Based on this data, we estimate that majorities in both Clinton and Trump states are averse to cutting critical social spending programs. In 22 out of the 22 states (including the District of Columbia) that voted for Clinton, and 28 out of the 29 states that voted for Trump, majorities would be disinclined to vote for a candidate who wanted to cut Medicaid or Social Security Disability Insurance (SSDI). Furthermore, in all states that voted for Clinton, majorities said they would be less likely to vote for a candidate who supported cutting Unemployment Insurance (UI), heating assistance, and Head Start, and in all but one state the voted for Clinton a majority of voters said the same about Food Stamps and housing programs. Similarly, in over 20 of the 29 states that went to Trump, majorities said they would be less likely to vote for a candidate supporting cuts to UI, heating assistance, and Head Start.
Our analysis is substantiated by recent national polls on the specifics of the Ryan agenda. Ryan’s budget proposals have always entailed draconian cuts to the country’s largest entitlement programs and a rash of national surveys since the election suggest these proposals remain deeply unpopular. According to the American National Election Study, only about 6 percent of the public thinks that Social Security should be cut, an order of magnitude less than the 60 percent who say it should be expanded.

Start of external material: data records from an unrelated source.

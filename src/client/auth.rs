/**
 * Authentication Session Module
 *
 * Holds the session state (current profile, loading flag, last error) and
 * the operations that drive it: bootstrap, login, register, logout, profile
 * updates, provider linking and password reset. Every operation delegates to
 * the auth provider or row store, then mirrors the profile into local storage.
 */

use std::sync::Arc;

use chrono::Utc;
use reqwest::Client;
use tokio::sync::RwLock;

use crate::client::config::Config;
use crate::client::local_store::{LocalStorage, SessionCache};
use crate::client::provider::{AuthProvider, EmailService, SheetSync, UserStore};
use crate::client::side_effects::{
    BackgroundTasks, DisabledEmail, DisabledSheetSync, HttpEmailService, HttpSheetSync,
    RetryReport,
};
use crate::client::supabase::SupabaseClient;
use crate::client::types::{
    AdminOutcome, AuthResult, AuthUser, ProfileUpdate, RegisterRequest, UserPatch, UserRole,
    UserRow,
};
use crate::shared::config::RetryPolicy;
use crate::shared::error::ServiceError;

/// Authentication state
#[derive(Debug, Clone, PartialEq)]
pub struct AuthState {
    pub user: Option<AuthUser>,
    pub is_loading: bool,
    pub auth_error: Option<String>,
}

impl Default for AuthState {
    fn default() -> Self {
        Self {
            user: None,
            is_loading: true,
            auth_error: None,
        }
    }
}

impl AuthState {
    pub fn new() -> Self {
        Self::default()
    }

    pub fn is_authenticated(&self) -> bool {
        self.user.is_some()
    }

    pub fn is_admin(&self) -> bool {
        self.has_role(UserRole::Admin)
    }

    pub fn is_provider(&self) -> bool {
        self.has_role(UserRole::Provider)
    }

    fn has_role(&self, role: UserRole) -> bool {
        self.user.as_ref().is_some_and(|u| u.role == role)
    }

    pub fn clear_error(&mut self) {
        self.auth_error = None;
    }

    pub fn set_error(&mut self, error: String) {
        self.auth_error = Some(error);
    }
}

/// Builder wiring an [`AuthSession`] to its collaborators
pub struct AuthSessionBuilder {
    provider: Arc<dyn AuthProvider>,
    store: Arc<dyn UserStore>,
    storage: Arc<dyn LocalStorage>,
    email: Arc<dyn EmailService>,
    sheets: Arc<dyn SheetSync>,
    retry: RetryPolicy,
    password_reset_redirect: Option<String>,
}

impl AuthSessionBuilder {
    pub fn email(mut self, email: Arc<dyn EmailService>) -> Self {
        self.email = email;
        self
    }

    pub fn sheets(mut self, sheets: Arc<dyn SheetSync>) -> Self {
        self.sheets = sheets;
        self
    }

    pub fn retry(mut self, policy: RetryPolicy) -> Self {
        self.retry = policy;
        self
    }

    pub fn password_reset_redirect(mut self, url: impl Into<String>) -> Self {
        self.password_reset_redirect = Some(url.into());
        self
    }

    pub fn build(self) -> AuthSession {
        AuthSession {
            provider: self.provider,
            store: self.store,
            email: self.email,
            sheets: self.sheets,
            cache: SessionCache::new(self.storage),
            tasks: BackgroundTasks::new(self.retry),
            state: Arc::new(RwLock::new(AuthState::new())),
            password_reset_redirect: self.password_reset_redirect,
        }
    }
}

/// Client-side authentication session.
///
/// Cloning yields another handle onto the same state. Operations are not
/// serialized against each other: concurrent calls interleave and the last
/// writer wins on both state and local storage.
#[derive(Clone)]
pub struct AuthSession {
    provider: Arc<dyn AuthProvider>,
    store: Arc<dyn UserStore>,
    email: Arc<dyn EmailService>,
    sheets: Arc<dyn SheetSync>,
    cache: SessionCache,
    tasks: BackgroundTasks,
    state: Arc<RwLock<AuthState>>,
    password_reset_redirect: Option<String>,
}

impl AuthSession {
    /// Start wiring a session; email and sheet sync default to disabled
    pub fn builder(
        provider: Arc<dyn AuthProvider>,
        store: Arc<dyn UserStore>,
        storage: Arc<dyn LocalStorage>,
    ) -> AuthSessionBuilder {
        AuthSessionBuilder {
            provider,
            store,
            storage,
            email: Arc::new(DisabledEmail),
            sheets: Arc::new(DisabledSheetSync),
            retry: RetryPolicy::default(),
            password_reset_redirect: None,
        }
    }

    /// Wire a session against a Supabase project and the configured side-effect endpoints
    pub fn from_config(config: &Config, storage: Arc<dyn LocalStorage>) -> Result<Self, ServiceError> {
        let supabase = Arc::new(SupabaseClient::new(config.clone())?.with_storage(Arc::clone(&storage)));
        let http: Client = supabase.http().clone();

        let mut builder = Self::builder(supabase.clone(), supabase, storage).retry(config.retry_policy());
        if let Some(url) = config.email_service_url() {
            builder = builder.email(Arc::new(HttpEmailService::new(http.clone(), url)));
        }
        if let Some(url) = config.sheets_sync_url() {
            builder = builder.sheets(Arc::new(HttpSheetSync::new(http, url)));
        }
        if let Some(url) = config.password_reset_redirect() {
            builder = builder.password_reset_redirect(url);
        }
        Ok(builder.build())
    }

    /// Snapshot of the current state
    pub async fn state(&self) -> AuthState {
        self.state.read().await.clone()
    }

    pub async fn user(&self) -> Option<AuthUser> {
        self.state.read().await.user.clone()
    }

    /// Profile last written to local storage, without touching session state
    pub async fn cached_user(&self) -> Option<AuthUser> {
        match self.cache.load_user().await {
            Ok(user) => user,
            Err(e) => {
                tracing::warn!("Ignoring unreadable cached user: {}", e);
                None
            }
        }
    }

    /// Wait for every spawned email/sheet task to finish
    pub async fn wait_for_side_effects(&self) -> Vec<RetryReport> {
        self.tasks.wait_idle().await
    }

    /// Populate state from an existing provider session, if there is one
    pub async fn initialize(&self) {
        match self.provider.current_user().await {
            Ok(Some(user)) => {
                tracing::info!("Restoring session for {}", user.id);
                self.fetch_user_profile(&user.id).await;
            }
            Ok(None) => {
                tracing::debug!("No provider session, starting anonymous");
                self.state.write().await.is_loading = false;
            }
            Err(e) => {
                tracing::warn!("Could not read provider session: {}", e);
                self.state.write().await.is_loading = false;
            }
        }
    }

    /// Load the profile row for `id` into state and local storage.
    ///
    /// Failures are logged and swallowed: the state ends loading-complete with
    /// no user and the cached profile is dropped, even when the provider
    /// session is valid.
    pub async fn fetch_user_profile(&self, id: &str) -> Option<AuthUser> {
        let user = match self
            .store
            .select_user(id)
            .await
            .and_then(AuthUser::try_from)
        {
            Ok(user) => user,
            Err(e) => {
                tracing::warn!(user_id = id, "Profile fetch failed, staying anonymous: {}", e);
                {
                    let mut state = self.state.write().await;
                    state.user = None;
                    state.is_loading = false;
                }
                if let Err(e) = self.cache.clear_user().await {
                    tracing::warn!("Failed to clear cached user: {}", e);
                }
                return None;
            }
        };

        {
            let mut state = self.state.write().await;
            state.user = Some(user.clone());
            state.is_loading = false;
        }
        self.persist(&user).await;
        Some(user)
    }

    pub async fn login(&self, email: &str, password: &str) -> AuthResult {
        self.begin().await;

        match self.provider.sign_in_with_password(email, password).await {
            Ok(session) => {
                self.fetch_user_profile(&session.user.id).await;
                AuthResult::ok()
            }
            Err(e) => self.fail(e).await,
        }
    }

    /// Sign up, insert the profile row, then kick off the welcome email and
    /// sheet sync in the background.
    pub async fn register(&self, request: RegisterRequest) -> AuthResult {
        self.begin().await;

        let outcome = match self
            .provider
            .sign_up(&request.email, &request.password, &request.name, request.phone.as_deref())
            .await
        {
            Ok(outcome) => outcome,
            Err(e) => return self.fail(e).await,
        };

        let row = request.to_row(outcome.user.id.clone(), Utc::now());
        if let Err(e) = self.store.insert_user(&row).await {
            return self.fail(e).await;
        }

        let email = Arc::clone(&self.email);
        let address = request.email.clone();
        let name = request.name.clone();
        self.tasks.spawn("welcome_email", move || {
            let email = Arc::clone(&email);
            let address = address.clone();
            let name = name.clone();
            async move { email.send_welcome_email(&address, &name).await }
        });
        self.spawn_sheet_sync(row.clone());

        self.fetch_user_profile(&row.id).await;
        AuthResult::ok()
    }

    /// Sign out and forget the user locally, whatever the provider says
    pub async fn logout(&self) {
        if let Err(e) = self.provider.sign_out().await {
            tracing::warn!("Provider sign-out failed: {}", e);
        }

        {
            let mut state = self.state.write().await;
            state.user = None;
            state.auth_error = None;
            state.is_loading = false;
        }
        if let Err(e) = self.cache.clear_user().await {
            tracing::warn!("Failed to clear cached user: {}", e);
        }
    }

    /// Patch the current profile; a no-op when nobody is signed in
    pub async fn update_user(&self, update: ProfileUpdate) {
        self.patch_current_user(update, "update").await;
    }

    /// Attach an external identity to the current profile
    pub async fn link_provider_account(&self, provider_id: &str) {
        self.patch_current_user(ProfileUpdate::link_provider(provider_id), "link_provider")
            .await;
    }

    pub async fn request_password_reset(&self, email: &str) -> AuthResult {
        match self
            .provider
            .reset_password_for_email(email, self.password_reset_redirect.as_deref())
            .await
        {
            Ok(()) => AuthResult::ok(),
            Err(e) => {
                tracing::warn!("Password reset request failed: {}", e);
                AuthResult::failed(e.user_message())
            }
        }
    }

    /// Admin listing; there is no backing query yet
    pub async fn get_all_users(&self) -> Vec<AuthUser> {
        tracing::debug!("get_all_users has no backing implementation");
        Vec::new()
    }

    /// Admin activation toggle; there is no backing call yet
    pub async fn update_user_status(&self, user_id: &str, is_active: bool) -> AdminOutcome {
        tracing::info!(user_id, is_active, "update_user_status requested, not implemented");
        AdminOutcome::NotImplemented
    }

    async fn begin(&self) {
        let mut state = self.state.write().await;
        state.clear_error();
        state.is_loading = true;
    }

    async fn fail(&self, error: ServiceError) -> AuthResult {
        let message = error.user_message();
        tracing::warn!("Authentication failed: {}", error);
        let mut state = self.state.write().await;
        state.set_error(message.clone());
        state.is_loading = false;
        AuthResult::failed(message)
    }

    async fn persist(&self, user: &AuthUser) {
        if let Err(e) = self.cache.store_user(user).await {
            tracing::warn!("Failed to cache user {}: {}", user.id, e);
        }
    }

    fn spawn_sheet_sync(&self, row: UserRow) {
        let sheets = Arc::clone(&self.sheets);
        self.tasks.spawn("sheet_sync", move || {
            let sheets = Arc::clone(&sheets);
            let row = row.clone();
            async move { sheets.sync_user(&row).await }
        });
    }

    async fn patch_current_user(&self, update: ProfileUpdate, action: &'static str) {
        let Some(mut user) = self.user().await else {
            tracing::debug!(action, "No signed-in user, skipping");
            return;
        };

        let now = Utc::now();
        let patch = UserPatch {
            fields: update.clone(),
            last_login: now.to_rfc3339(),
        };
        if let Err(e) = self.store.update_user(&user.id, &patch).await {
            tracing::warn!(action, user_id = %user.id, "Profile update failed: {}", e);
            return;
        }

        // merged onto the snapshot taken above, so a concurrent update can be lost
        user.apply(&update, now);
        self.state.write().await.user = Some(user.clone());
        self.persist(&user).await;
        self.spawn_sheet_sync(user.to_row());
    }
}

Cuts to other programs are deeply unpopular as well. According to a 2017 poll by the Voter Study Group only 24 percent of the public favors repealing Obamacare and its dramatic expansion of Medicaid. Even among Republicans, only 11 percent strongly favor repeal, whereas 18 percent are strongly opposed to doing so.

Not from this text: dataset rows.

use async_trait::async_trait;
use reqwest::Client;
use serde::Serialize;

use crate::client::provider::EmailService;
use crate::client::supabase::error_from_response;
use crate::shared::error::ServiceError;

#[derive(Debug, Serialize)]
struct WelcomeEmailRequest<'a> {
    template: &'static str,
    email: &'a str,
    name: &'a str,
}

/// Posts welcome emails to an HTTP mail endpoint
#[derive(Debug, Clone)]
pub struct HttpEmailService {
    http: Client,
    url: String,
}

impl HttpEmailService {
    pub fn new(http: Client, url: impl Into<String>) -> Self {
        Self {
            http,
            url: url.into(),
        }
    }
}

#[async_trait]
impl EmailService for HttpEmailService {
    async fn send_welcome_email(&self, email: &str, name: &str) -> Result<(), ServiceError> {
        tracing::debug!("Sending welcome email to {}", email);
        let response = self
            .http
            .post(&self.url)
            .json(&WelcomeEmailRequest {
                template: "welcome",
                email,
                name,
            })
            .send()
            .await?;

        if !response.status().is_success() {
            return Err(error_from_response(response).await);
        }
        Ok(())
    }
}

/// Used when no mail endpoint is configured
#[derive(Debug, Clone, Copy, Default)]
pub struct DisabledEmail;

#[async_trait]
impl EmailService for DisabledEmail {
    async fn send_welcome_email(&self, _email: &str, _name: &str) -> Result<(), ServiceError> {
        Err(ServiceError::Disabled { service: "email" })
    }
}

This broad level of disdain for the Ryan agenda rooted in a deeper rejection of the core philosophies underpinning Ryan’s worldview. This can be seen in polling by Global Strategy Group commissioned by Not One Penny:
22 percent of Clinton voters and 48 percent of Trump voters agree that, “lowering taxes on the highest-earning Americans will help grow the economy."
97 percent of Clinton voters and 78 percent of Trump voters agree that "making sure the wealthiest Americans pay their fair share in taxes will help grow the economy”.
91 percent of Clinton voters and 74 percent of Trump voters support the Buffet Rule, requiring people who earn more than one million dollars per year to pay at least 30 percent of their income in federal taxes. Ryan cut taxes for wealthy people dramatically, despite the fact that voters already thought the rich paid too little.
The Case for Optimism
No liberal will celebrate the decline of Ryanism if it means the rise of Trump. But wider context offers hope. The data suggests that modern progressive policies are widely popular nationwide. Even with Ryan’s retirement, the progressive agenda still faces strong headwinds in the form of voter suppression and other undemocratic forces--many championed by Ryan himself. The challenge of overcoming these forces is compounded by insurgent nativist and racist sentiments powered by Donald Trump. But the fact remains that Paul Ryan has always been fighting political gravity, and in achieving his greatest policy win, he has ensured his own irrelevance.